Exercise materials:
%%
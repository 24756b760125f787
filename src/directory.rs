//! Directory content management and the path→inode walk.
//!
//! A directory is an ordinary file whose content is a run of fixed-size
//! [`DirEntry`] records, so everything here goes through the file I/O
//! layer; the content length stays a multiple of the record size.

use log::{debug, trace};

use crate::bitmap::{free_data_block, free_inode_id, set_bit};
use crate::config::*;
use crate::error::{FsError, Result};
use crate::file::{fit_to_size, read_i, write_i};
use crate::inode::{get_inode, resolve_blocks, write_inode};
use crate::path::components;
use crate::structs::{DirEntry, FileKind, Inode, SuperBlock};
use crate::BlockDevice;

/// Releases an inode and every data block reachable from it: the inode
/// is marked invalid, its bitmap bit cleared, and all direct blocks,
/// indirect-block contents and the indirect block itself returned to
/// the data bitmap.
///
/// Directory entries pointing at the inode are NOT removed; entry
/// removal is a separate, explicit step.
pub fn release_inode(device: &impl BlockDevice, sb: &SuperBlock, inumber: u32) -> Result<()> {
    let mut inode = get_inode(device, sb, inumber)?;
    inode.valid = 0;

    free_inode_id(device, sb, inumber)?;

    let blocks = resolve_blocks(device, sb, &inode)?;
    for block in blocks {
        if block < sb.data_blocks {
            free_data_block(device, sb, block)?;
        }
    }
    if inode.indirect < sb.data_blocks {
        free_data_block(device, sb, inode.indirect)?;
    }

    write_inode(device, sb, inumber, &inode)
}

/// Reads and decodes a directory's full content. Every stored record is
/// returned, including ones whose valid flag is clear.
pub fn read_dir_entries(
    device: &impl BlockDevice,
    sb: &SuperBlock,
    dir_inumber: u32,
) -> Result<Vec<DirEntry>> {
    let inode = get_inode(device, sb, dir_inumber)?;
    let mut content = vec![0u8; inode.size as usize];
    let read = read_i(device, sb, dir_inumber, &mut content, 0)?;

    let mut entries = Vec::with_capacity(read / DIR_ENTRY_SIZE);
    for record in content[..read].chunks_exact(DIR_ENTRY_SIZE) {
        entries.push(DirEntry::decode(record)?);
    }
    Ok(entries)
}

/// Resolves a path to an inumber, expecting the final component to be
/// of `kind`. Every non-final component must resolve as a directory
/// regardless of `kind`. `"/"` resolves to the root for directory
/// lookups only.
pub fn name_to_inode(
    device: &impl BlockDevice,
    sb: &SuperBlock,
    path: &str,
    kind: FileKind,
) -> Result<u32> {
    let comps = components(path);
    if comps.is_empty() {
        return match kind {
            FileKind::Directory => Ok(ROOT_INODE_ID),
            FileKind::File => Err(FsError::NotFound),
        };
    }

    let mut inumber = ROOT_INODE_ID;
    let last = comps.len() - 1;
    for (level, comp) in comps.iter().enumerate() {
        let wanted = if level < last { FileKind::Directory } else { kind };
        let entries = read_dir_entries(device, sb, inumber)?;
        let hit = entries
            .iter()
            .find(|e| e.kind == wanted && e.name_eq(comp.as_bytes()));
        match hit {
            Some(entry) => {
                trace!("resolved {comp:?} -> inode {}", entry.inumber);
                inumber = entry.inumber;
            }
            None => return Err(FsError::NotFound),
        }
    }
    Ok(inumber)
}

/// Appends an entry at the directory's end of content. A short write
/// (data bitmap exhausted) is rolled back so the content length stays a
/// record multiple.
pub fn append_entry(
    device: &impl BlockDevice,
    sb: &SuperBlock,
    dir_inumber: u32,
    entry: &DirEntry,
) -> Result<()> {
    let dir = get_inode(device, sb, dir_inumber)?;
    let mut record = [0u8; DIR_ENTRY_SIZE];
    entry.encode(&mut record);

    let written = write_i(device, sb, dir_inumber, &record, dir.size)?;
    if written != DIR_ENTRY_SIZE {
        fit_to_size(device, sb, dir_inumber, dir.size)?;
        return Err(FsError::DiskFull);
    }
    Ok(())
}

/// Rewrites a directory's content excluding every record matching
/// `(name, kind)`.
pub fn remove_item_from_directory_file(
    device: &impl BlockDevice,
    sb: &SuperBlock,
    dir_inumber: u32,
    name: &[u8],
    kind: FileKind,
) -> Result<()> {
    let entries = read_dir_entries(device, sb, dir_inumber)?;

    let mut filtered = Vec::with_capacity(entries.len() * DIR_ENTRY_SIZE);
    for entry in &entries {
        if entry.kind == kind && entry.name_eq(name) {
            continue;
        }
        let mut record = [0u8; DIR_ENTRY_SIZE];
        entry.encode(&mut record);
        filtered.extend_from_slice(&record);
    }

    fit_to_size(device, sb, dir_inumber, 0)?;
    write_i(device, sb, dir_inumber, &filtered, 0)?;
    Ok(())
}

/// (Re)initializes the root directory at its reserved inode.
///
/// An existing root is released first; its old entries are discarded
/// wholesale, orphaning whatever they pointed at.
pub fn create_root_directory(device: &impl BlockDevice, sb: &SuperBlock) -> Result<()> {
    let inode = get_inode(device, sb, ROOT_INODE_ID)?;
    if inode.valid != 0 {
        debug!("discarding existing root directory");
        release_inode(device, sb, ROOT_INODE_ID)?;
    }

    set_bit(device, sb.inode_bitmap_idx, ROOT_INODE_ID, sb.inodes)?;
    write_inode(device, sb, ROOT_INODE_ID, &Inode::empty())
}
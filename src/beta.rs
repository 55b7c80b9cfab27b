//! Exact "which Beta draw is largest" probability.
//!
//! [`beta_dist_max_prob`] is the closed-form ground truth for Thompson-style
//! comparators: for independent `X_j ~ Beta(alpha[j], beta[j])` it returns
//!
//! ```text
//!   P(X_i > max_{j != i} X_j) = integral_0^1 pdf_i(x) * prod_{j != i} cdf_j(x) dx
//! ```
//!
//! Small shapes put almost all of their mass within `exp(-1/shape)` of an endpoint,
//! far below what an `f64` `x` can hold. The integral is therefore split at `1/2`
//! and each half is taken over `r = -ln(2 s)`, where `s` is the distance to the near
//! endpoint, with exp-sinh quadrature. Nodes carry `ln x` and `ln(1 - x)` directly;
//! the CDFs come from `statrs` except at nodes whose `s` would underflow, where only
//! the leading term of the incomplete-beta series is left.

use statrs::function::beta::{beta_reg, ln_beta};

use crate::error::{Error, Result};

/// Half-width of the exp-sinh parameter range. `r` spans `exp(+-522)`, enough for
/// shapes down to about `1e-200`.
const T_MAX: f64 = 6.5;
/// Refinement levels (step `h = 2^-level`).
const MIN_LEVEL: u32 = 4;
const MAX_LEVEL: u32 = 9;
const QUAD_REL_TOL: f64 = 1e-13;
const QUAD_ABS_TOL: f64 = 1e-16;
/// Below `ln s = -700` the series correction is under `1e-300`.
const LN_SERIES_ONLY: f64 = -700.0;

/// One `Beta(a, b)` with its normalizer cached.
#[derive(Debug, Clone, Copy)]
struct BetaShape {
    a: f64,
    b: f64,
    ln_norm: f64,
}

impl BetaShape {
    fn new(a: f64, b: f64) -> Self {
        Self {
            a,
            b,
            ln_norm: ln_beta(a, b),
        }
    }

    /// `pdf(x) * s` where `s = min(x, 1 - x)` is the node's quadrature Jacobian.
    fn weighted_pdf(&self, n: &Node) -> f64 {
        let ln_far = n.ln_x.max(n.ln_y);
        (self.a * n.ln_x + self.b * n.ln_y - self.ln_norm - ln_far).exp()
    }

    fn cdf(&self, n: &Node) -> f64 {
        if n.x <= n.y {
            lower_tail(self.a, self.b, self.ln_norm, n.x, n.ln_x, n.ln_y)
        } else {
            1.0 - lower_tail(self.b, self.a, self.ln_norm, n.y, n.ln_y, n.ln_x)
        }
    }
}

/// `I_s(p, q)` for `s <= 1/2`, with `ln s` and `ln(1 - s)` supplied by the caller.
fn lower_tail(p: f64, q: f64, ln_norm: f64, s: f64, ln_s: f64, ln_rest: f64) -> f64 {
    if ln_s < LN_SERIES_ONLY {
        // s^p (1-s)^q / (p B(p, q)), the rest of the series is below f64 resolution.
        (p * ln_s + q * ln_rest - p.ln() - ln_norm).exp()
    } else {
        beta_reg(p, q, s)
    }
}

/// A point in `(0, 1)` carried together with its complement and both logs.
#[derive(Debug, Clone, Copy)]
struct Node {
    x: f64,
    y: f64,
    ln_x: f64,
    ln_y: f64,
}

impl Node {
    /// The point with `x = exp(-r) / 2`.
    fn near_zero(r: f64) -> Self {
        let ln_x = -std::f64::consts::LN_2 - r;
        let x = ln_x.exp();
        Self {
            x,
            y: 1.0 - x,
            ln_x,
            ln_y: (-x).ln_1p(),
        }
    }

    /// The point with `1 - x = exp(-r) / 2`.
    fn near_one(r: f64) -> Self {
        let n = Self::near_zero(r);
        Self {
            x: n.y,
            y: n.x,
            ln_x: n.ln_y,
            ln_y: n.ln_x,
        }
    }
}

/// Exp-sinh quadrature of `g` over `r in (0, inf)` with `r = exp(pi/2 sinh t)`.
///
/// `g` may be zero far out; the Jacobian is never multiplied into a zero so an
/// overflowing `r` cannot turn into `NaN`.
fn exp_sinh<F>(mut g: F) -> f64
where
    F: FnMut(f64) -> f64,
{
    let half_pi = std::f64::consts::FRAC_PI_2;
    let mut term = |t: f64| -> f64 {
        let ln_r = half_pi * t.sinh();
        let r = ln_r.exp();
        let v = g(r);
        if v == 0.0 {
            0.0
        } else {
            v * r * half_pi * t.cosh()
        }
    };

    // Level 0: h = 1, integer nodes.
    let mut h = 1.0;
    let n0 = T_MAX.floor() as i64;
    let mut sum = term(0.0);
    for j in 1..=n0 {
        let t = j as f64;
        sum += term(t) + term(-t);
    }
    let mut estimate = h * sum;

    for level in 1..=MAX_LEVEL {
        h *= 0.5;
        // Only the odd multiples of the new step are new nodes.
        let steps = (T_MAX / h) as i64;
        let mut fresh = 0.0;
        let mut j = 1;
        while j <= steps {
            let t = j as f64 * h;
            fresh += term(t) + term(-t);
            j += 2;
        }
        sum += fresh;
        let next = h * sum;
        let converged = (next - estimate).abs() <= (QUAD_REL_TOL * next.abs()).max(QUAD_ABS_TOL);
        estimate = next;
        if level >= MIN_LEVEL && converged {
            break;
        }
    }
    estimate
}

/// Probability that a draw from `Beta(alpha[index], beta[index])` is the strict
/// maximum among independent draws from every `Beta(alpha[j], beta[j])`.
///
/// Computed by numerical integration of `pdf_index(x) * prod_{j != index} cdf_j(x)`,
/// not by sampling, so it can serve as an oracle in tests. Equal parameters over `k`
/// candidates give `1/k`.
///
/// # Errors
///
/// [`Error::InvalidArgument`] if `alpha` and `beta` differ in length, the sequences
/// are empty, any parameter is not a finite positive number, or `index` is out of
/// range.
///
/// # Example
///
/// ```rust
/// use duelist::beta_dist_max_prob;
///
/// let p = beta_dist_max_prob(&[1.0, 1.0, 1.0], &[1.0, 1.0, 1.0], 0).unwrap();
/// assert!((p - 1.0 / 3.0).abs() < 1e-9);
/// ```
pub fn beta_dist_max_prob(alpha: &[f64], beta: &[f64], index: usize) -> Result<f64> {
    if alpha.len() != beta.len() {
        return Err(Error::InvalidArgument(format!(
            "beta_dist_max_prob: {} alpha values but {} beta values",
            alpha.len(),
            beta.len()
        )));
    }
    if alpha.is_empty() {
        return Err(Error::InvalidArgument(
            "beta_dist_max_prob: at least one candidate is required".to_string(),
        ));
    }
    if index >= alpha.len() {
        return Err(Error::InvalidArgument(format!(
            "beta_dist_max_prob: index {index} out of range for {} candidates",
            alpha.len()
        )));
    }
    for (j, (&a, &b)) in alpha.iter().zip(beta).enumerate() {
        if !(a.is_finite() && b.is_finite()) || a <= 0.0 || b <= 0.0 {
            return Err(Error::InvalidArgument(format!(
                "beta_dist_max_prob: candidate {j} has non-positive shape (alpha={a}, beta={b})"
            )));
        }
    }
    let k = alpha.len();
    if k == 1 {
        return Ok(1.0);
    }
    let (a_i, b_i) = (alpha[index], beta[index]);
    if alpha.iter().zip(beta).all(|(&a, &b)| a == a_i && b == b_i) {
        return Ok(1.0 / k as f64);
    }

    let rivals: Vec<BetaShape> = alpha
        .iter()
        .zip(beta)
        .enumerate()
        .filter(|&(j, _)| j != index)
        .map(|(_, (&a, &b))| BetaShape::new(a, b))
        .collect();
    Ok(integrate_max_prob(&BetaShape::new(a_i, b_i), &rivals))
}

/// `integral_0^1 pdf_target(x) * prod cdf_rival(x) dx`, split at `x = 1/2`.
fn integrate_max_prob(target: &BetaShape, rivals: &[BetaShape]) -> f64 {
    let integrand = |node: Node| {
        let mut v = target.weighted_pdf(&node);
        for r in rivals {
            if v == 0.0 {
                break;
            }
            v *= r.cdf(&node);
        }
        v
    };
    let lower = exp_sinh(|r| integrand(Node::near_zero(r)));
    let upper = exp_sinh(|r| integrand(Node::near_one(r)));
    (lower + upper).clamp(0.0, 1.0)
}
%%
What needs to be done:
Repeat exactly the lines that run from the opening of the listing through the line holding "marked invalid, its". Leave out everything else.

Result of the task:
repository 24756b760125f787
filename src/directory.rs
//! Directory content management and the path→inode walk.
//!
//! A directory is an ordinary file whose content is a run of fixed-size
//! [`DirEntry`] records, so everything here goes through the file I/O
//! layer; the content length stays a multiple of the record size.

use log::{debug, trace};

use crate::bitmap::{free_data_block, free_inode_id, set_bit};
use crate::config::*;
use crate::error::{FsError, Result};
use crate::file::{fit_to_size, read_i, write_i};
use crate::inode::{get_inode, resolve_blocks, write_inode};
use crate::path::components;
use crate::structs::{DirEntry, FileKind, Inode, SuperBlock};
use crate::BlockDevice;

/// Releases an inode and every data block reachable from it: the inode
/// is marked invalid, its bitmap bit cleared, and all direct blocks,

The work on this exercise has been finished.